A coffee break with...

Lucy Parr, author, The Friendly Baker

What is your background in the food world?
I studied at Le Cordon Bleu cookery school just after university, but at that time I didn’t pursue food as a career, instead continuing my academic studies. Food and cookery have remained my passion, though, especially baking and pastry where I am constantly seeking to learn more and gain new skills.

Last year I studied for and gained a certificate in Le Cordon Bleu’s groundbreaking plant-based patisserie course. This has given me a greater understanding of the science behind substituting ingredients and creating new recipes.

Please tell us about the idea behind your new bakery book…
The Friendly Baker has evolved from my food blog, which I’ve been writing for over 10 years. Both my daughters have food allergies and I became acutely aware that they were missing out, not just on certain foods they can't eat, but also on the events and occasions they could take part in. I decided to use the skills I’ve learnt to create recipes so they wouldn’t have to miss out and, as these became more successful, I started to share them online.

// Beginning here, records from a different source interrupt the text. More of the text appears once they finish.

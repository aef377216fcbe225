// This file is part of shoal, an interactive POSIX-style shell.
// Copyright (C) 2026 the shoal developers
//
// This program is free software: you can redistribute it and/or modify
// it under the terms of the GNU General Public License as published by
// the Free Software Foundation, either version 3 of the License, or
// (at your option) any later version.
//
// This program is distributed in the hope that it will be useful,
// but WITHOUT ANY WARRANTY; without even the implied warranty of
// MERCHANTABILITY or FITNESS FOR A PARTICULAR PURPOSE.  See the
// GNU General Public License for more details.
//
// You should have received a copy of the GNU General Public License
// along with this program.  If not, see <https://www.gnu.org/licenses/>.

//! Part of the lexer that parses backquoted command substitutions

use super::core::Lexer;
use crate::parser::core::Result;
use crate::parser::error::{Error, SyntaxError};
use crate::syntax::{BackquoteUnit, TextUnit};

impl Lexer {
    /// Parses a backquoted command substitution at the current position.
    ///
    /// Inside backquotes, a backslash escapes `$`, `` ` ``, `\`, and, when
    /// the backquote itself appears inside double quotes, also `"`.
    pub fn backquote(&mut self, double_quoted: bool) -> Result<TextUnit> {
        let begin = self.index();
        debug_assert_eq!(self.peek_char(), Some('`'));
        self.consume_char();

        let mut content = Vec::new();
        loop {
            match self.peek_char() {
                None => {
                    let opening_location = self.location_range(begin..begin + 1);
                    return Err(Error {
                        cause: SyntaxError::UnclosedBackquote { opening_location }.into(),
                        location: self.location(),
                    });
                }
                Some('`') => {
                    self.consume_char();
                    break;
                }
                Some('\\') => {
                    self.consume_char();
                    match self.peek_char_raw() {
                        Some(c @ ('$' | '`' | '\\')) => {
                            self.consume_char();
                            content.push(BackquoteUnit::Backslashed(c));
                        }
                        Some('"') if double_quoted => {
                            self.consume_char();
                            content.push(BackquoteUnit::Backslashed('"'));
                        }
                        _ => content.push(BackquoteUnit::Literal('\\')),
                    }
                }
                Some(c) => {
                    self.consume_char();
                    content.push(BackquoteUnit::Literal(c));
                }
            }
        }

        let location = self.location_range(begin..self.index());
        Ok(TextUnit::Backquote { content, location })
    }
}

#[cfg(test)]
mod tests {
    use super::*;
    use crate::source::Source;
    use assert_matches::assert_matches;

    fn lex(code: &str, double_quoted: bool) -> Result<TextUnit> {
        let mut lexer = Lexer::from_memory(code, Source::Unknown);
        lexer.backquote(double_quoted)
    }

    #[test]
    fn simple_backquote() {
        let unit = lex("`echo hi`", false).unwrap();
        assert_matches!(unit, TextUnit::Backquote { content, .. } => {
            let s: String = content
                .iter()
                .map(|u| match u {
                    BackquoteUnit::Literal(c) => *c,
                    BackquoteUnit::Backslashed(c) => *c,
                })
                .collect();
            assert_eq!(s, "echo hi");
        });
    }

    #[test]
    fn escapes_in_backquote() {
        let unit = lex(r"`\$x \a`", false).unwrap();
        assert_matches!(unit, TextUnit::Backquote { content, .. } => {
            assert_eq!(
                content,
                [
                    BackquoteUnit::Backslashed('$'),
                    BackquoteUnit::Literal('x'),
                    BackquoteUnit::Literal(' '),
                    BackquoteUnit::Literal('\\'),
                    BackquoteUnit::Literal('a'),
                ]
            );
        });
    }

    #[test]
    fn double_quote_escape_only_in_double_quotes() {
        let unit = lex(r#"`\"`"#, true).unwrap();
        assert_matches!(unit, TextUnit::Backquote { content, .. } => {
            assert_eq!(content, [BackquoteUnit::Backslashed('"')]);
        });
        let unit = lex(r#"`\"`"#, false).unwrap();
        assert_matches!(unit, TextUnit::Backquote { content, .. } => {
            assert_eq!(
                content,
                [BackquoteUnit::Literal('\\'), BackquoteUnit::Literal('"')]
            );
        });
    }

    #[test]
    fn unclosed_backquote() {
        let error = lex("`echo", false).unwrap_err();
        assert_matches!(
            error.cause,
            crate::parser::ErrorCause::Syntax(SyntaxError::UnclosedBackquote { .. })
        );
        assert!(error.needs_more_input());
    }
}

The concept behind the book is that they’re just really great tasting, easy recipes that happen to be allergy-friendly and naturally plant-based. A lot of free-from food isn’t necessarily very nice to eat – or gives that impression – and I want to show people that they can make delicious bakes that are inclusive that everyone can enjoy together. This is not food that is only for those with allergies, it is just good food. I’ve arranged the book around the seasons so that for every event or special occasion throughout the year, you’ll find a suitable 'friendly' bake.

How important is it for diets like this to be catered for?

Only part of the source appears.